Abstract
The Sawtooth Range is south of Glacier National Park and forms 85 miles of the Rocky Mountain front in northwestern Montana. The range averages 9 miles in width, consists of a broad northeastward-pointing arc, and extends north across the Saypo quadrangle.
The sedimentary rocks exposed in the Sawtooth Range are approximately 5500 feet thick, are Paleozoic and Mesozoic in age, and are divided into nine formations: Pagoda and Steamboat (Middle Cambrian), Switchback (Middle and Upper Cambrian), and Devils Glen (Upper Cambrian), unnamed formation (Upper Devonian), Hannan (Mississippian), Ellis (Upper Jurassic), and Kootenai and Colorado (Lower and Upper Cretaceous).

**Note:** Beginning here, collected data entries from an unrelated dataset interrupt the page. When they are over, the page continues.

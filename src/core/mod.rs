// src/core/mod.rs — Execution engine, statistics and prompt templating

pub mod runner;
pub mod stats;
pub mod template;
pub mod types;
// src/cli/init.rs — Project bootstrap: `init`, `generate` and `list`

use std::path::{Path, PathBuf};

use crate::infra::config::{Config, CONFIG_TEMPLATE};
use crate::infra::paths;
use crate::suite::{self, PROMPT_FILE, RHAI_ASSERTIONS, TOML_ASSERTIONS};

const EXAMPLE_PROMPT: &str = "Write a tweet about {topic}. Include at least one hashtag.\n";

const EXAMPLE_RHAI: &str = r##"// Each test pairs a description with a check. Tests without
// prompt_vars share one response to the raw prompt.

let tests = [
    #{
        description: "includes a hashtag",
        check: contains_any(["#"]),
        prompt_vars: #{ topic: "rust" },
        failure_labels: ["missing_hashtag"],
    },
    #{
        description: "fits in a tweet",
        check: length_less_than(280),
        prompt_vars: #{ topic: "the weather" },
    },
    #{
        description: "does not leak an email address",
        check: negate(contains_email()),
        prompt_vars: #{ topic: "our support team" },
    },
    #{
        description: "custom check",
        check: |output| #{ result: !output.contains("As an AI"), reason: "no disclaimer" },
        prompt_vars: #{ topic: "AI" },
    },
];
"##;

const EXAMPLE_TOML: &str = r##"[[tests]]
description = "includes a hashtag"
eval = { type = "contains_any", keywords = ["#"] }
prompt_vars = { topic = "rust" }
failure_labels = ["missing_hashtag"]

[[tests]]
description = "fits in a tweet"
eval = { type = "length_less_than", max_length = 280 }
prompt_vars = { topic = "the weather" }

[[tests]]
description = "does not leak an email address"
eval = { type = "negate", eval = { type = "contains_email" } }
prompt_vars = { topic = "our support team" }
"##;

/// Create the directory layout and a template config. Safe to re-run.
pub async fn run_init(config: &Config) -> anyhow::Result<()> {
    println!("promptprobe setup");
    println!();

    let config_path = paths::config_file_path();
    eprint!("  Creating directories... ");
    let created = init_project(config, &config_path).await?;
    eprintln!("done");
    println!("    tests:     {}", config.test_dir().display());
    println!("    test runs: {}", config.test_runs_dir().display());
    let state = if created { "created" } else { "already exists" };
    println!("  Config: {} ({state})", config_path.display());

    if config.provider.resolved_api_key().is_none() {
        println!();
        println!("  No OpenAI API key detected. Set one of:");
        println!("    export OPENAI_API_KEY=sk-...");
        println!("    [provider].api_key in {}", config_path.display());
    }

    println!();
    println!("Setup complete!");
    println!();
    println!("Tips:");
    println!("  promptprobe generate my_prompt     Scaffold a suite");
    println!("  promptprobe run my_prompt          Run it");
    Ok(())
}

/// Create the suite and run-log directories, and write the template config
/// to `config_path` unless a file is already there. Returns whether the
/// config was written.
pub async fn init_project(config: &Config, config_path: &Path) -> anyhow::Result<bool> {
    paths::ensure_dirs(&config.test_dir(), &config.test_runs_dir()).await?;
    if config_path.exists() {
        return Ok(false);
    }
    if let Some(parent) = config_path.parent() {
        tokio::fs::create_dir_all(parent).await?;
    }
    tokio::fs::write(config_path, CONFIG_TEMPLATE).await?;
    Ok(true)
}

/// Scaffold `{test_dir}/{slug}/` with an example prompt and assertions.
/// Returns the suite directory.
pub async fn run_generate(config: &Config, name: &str, toml: bool) -> anyhow::Result<PathBuf> {
    let slug = slug::slugify(name).replace('-', "_");
    if slug.is_empty() {
        anyhow::bail!("Suite name '{name}' has no usable characters");
    }
    let dir = paths::suite_dir(&config.test_dir(), &slug);
    if dir.exists() {
        anyhow::bail!("Suite '{slug}' already exists at {}", dir.display());
    }
    tokio::fs::create_dir_all(&dir).await?;

    let (file, body) = if toml {
        (TOML_ASSERTIONS, EXAMPLE_TOML)
    } else {
        (RHAI_ASSERTIONS, EXAMPLE_RHAI)
    };
    write_new(&dir.join(PROMPT_FILE), EXAMPLE_PROMPT).await?;
    write_new(&dir.join(file), body).await?;

    println!("Created suite '{slug}' in {}", dir.display());
    println!("  {PROMPT_FILE}");
    println!("  {file}");
    Ok(dir)
}

async fn write_new(path: &Path, contents: &str) -> anyhow::Result<()> {
    tokio::fs::write(path, contents).await?;
    tracing::debug!(path = %path.display(), "Wrote scaffold file");
    Ok(())
}

pub fn run_list(config: &Config) -> anyhow::Result<()> {
    let test_dir = config.test_dir();
    let names = suite::list_suites(&test_dir)?;
    if names.is_empty() {
        println!("No suites in {}. Try `promptprobe generate <name>`.", test_dir.display());
        return Ok(());
    }
    for name in names {
        println!("{name}");
    }
    Ok(())
}
// src/evaluator/structure.rs — Regex, shape and length checks

use std::sync::OnceLock;

use async_trait::async_trait;
use regex::Regex;

use super::{EvalContext, EvalResult, Evaluator};
use crate::infra::errors::ProbeError;

/// Passes when `pattern` matches anywhere in the output (search, not anchored).
#[derive(Debug, Clone)]
pub struct RegexMatch {
    pattern: Regex,
}

impl RegexMatch {
    pub fn new(pattern: &str) -> Result<Self, regex::Error> {
        Ok(Self {
            pattern: Regex::new(pattern)?,
        })
    }

    pub fn pattern(&self) -> &str {
        self.pattern.as_str()
    }

    pub fn check(&self, output: &str) -> EvalResult {
        let pattern = self.pattern.as_str();
        if self.pattern.is_match(output) {
            EvalResult::pass(format!("regex pattern {pattern} found in output"))
        } else {
            EvalResult::fail(format!("regex pattern {pattern} not found in output"))
        }
    }
}

#[async_trait]
impl Evaluator for RegexMatch {
    fn name(&self) -> &str {
        "regex"
    }

    async fn evaluate(&self, output: &str, _ctx: &EvalContext) -> Result<EvalResult, ProbeError> {
        Ok(self.check(output))
    }
}

/// Fixed-pattern structural checks.
#[derive(Debug, Clone, Copy, PartialEq, Eq)]
pub enum Shape {
    IsJson,
    ContainsJson,
    IsEmail,
    ContainsEmail,
    IsPhoneNumber,
    ContainsPhoneNumber,
    ContainsCreditCardNumber,
}

impl Shape {
    pub fn name(&self) -> &'static str {
        match self {
            Shape::IsJson => "is_json",
            Shape::ContainsJson => "contains_json",
            Shape::IsEmail => "is_email",
            Shape::ContainsEmail => "contains_email",
            Shape::IsPhoneNumber => "is_phone_number",
            Shape::ContainsPhoneNumber => "contains_phone_number",
            Shape::ContainsCreditCardNumber => "contains_credit_card_number",
        }
    }
}

macro_rules! static_regex {
    ($name:ident, $pattern:expr) => {
        fn $name() -> &'static Regex {
            static RE: OnceLock<Regex> = OnceLock::new();
            RE.get_or_init(|| Regex::new($pattern).unwrap())
        }
    };
}

static_regex!(email_exact, r"^[a-zA-Z0-9_.+-]+@[a-zA-Z0-9-]+\.[a-zA-Z0-9-.]+$");
static_regex!(email_anywhere, r"[a-zA-Z0-9_.+-]+@[a-zA-Z0-9-]+\.[a-zA-Z0-9-.]+");
static_regex!(phone_exact, r"^\+?1?\d{9,15}$");
static_regex!(
    phone_anywhere,
    r"\+?\d{1,3}[-\s]?\(?\d{3}\)?[-\s]?\d{3}[-\s]?\d{2,4}|\(\d{3}\)\s?\d{3}[-\s]?\d{4}"
);
static_regex!(credit_card, r"\b(?:\d[ -]*?){13,16}\b");
static_regex!(json_block, r"(?s)^\{.*\}$|^\[.*\]$");

#[derive(Debug, Clone, Copy)]
pub struct ShapeCheck(pub Shape);

impl ShapeCheck {
    pub fn check(&self, output: &str) -> EvalResult {
        let (passed, yes, no) = match self.0 {
            Shape::IsJson => (
                serde_json::from_str::<serde_json::Value>(output).is_ok(),
                "output is valid json",
                "output is not valid json",
            ),
            Shape::ContainsJson => (
                json_block().is_match(output.trim()),
                "Output contains JSON",
                "Output does not contain JSON",
            ),
            Shape::IsEmail => (
                email_exact().is_match(output),
                "output is an email address",
                "output is not an email address",
            ),
            Shape::ContainsEmail => (
                email_anywhere().is_match(output),
                "email address found in output",
                "no email address found in output",
            ),
            Shape::IsPhoneNumber => (
                phone_exact().is_match(output),
                "output is a phone number",
                "output is not a phone number",
            ),
            Shape::ContainsPhoneNumber => (
                phone_anywhere().is_match(output),
                "phone number found in output",
                "no phone number found in output",
            ),
            Shape::ContainsCreditCardNumber => (
                credit_card().is_match(output),
                "credit card number found in output",
                "no credit card number found in output",
            ),
        };
        EvalResult::from_verdict(passed, if passed { yes } else { no })
    }
}

#[async_trait]
impl Evaluator for ShapeCheck {
    fn name(&self) -> &str {
        self.0.name()
    }

    async fn evaluate(&self, output: &str, _ctx: &EvalContext) -> Result<EvalResult, ProbeError> {
        Ok(self.check(output))
    }
}

/// Strict bound on the output's length in characters.
#[derive(Debug, Clone, Copy, PartialEq, Eq)]
pub enum LengthBound {
    LessThan(usize),
    GreaterThan(usize),
}

impl LengthBound {
    pub fn check(&self, output: &str) -> EvalResult {
        let len = output.chars().count();
        match *self {
            LengthBound::LessThan(max) if len < max => {
                EvalResult::pass(format!("output length is less than {max} characters"))
            }
            LengthBound::LessThan(max) => EvalResult::fail(format!(
                "output length is {len}, not less than {max} characters"
            )),
            LengthBound::GreaterThan(min) if len > min => {
                EvalResult::pass(format!("output length is greater than {min} characters"))
            }
            LengthBound::GreaterThan(min) => EvalResult::fail(format!(
                "output length is {len}, not greater than {min} characters"
            )),
        }
    }
}

#[async_trait]
impl Evaluator for LengthBound {
    fn name(&self) -> &str {
        match self {
            LengthBound::LessThan(_) => "length_less_than",
            LengthBound::GreaterThan(_) => "length_greater_than",
        }
    }

    async fn evaluate(&self, output: &str, _ctx: &EvalContext) -> Result<EvalResult, ProbeError> {
        Ok(self.check(output))
    }
}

Three structural provinces occur in the central part of the Range: an eastern province, characterized by westward-dipping high-angle to moderately low-angle thrusts that increase in number northward; a central province, characterized by closely spaced, westward-dipping, high-angle thrusts, and by drag-folding of the Devonian and Mississippian rocks comprising the imbricated slices; and a western province, characterized by folded, low-angle overthrusts, above which the rocks are compressed into large open folds.
The structures were produced by stresses from the west during the Laramide orogeny. The mountains were maturely eroded during the Tertiary, when the east-west courses of the main streams were established. Uplift in the Pliocene? raised the range to its present altitude but did not cause additional deformation.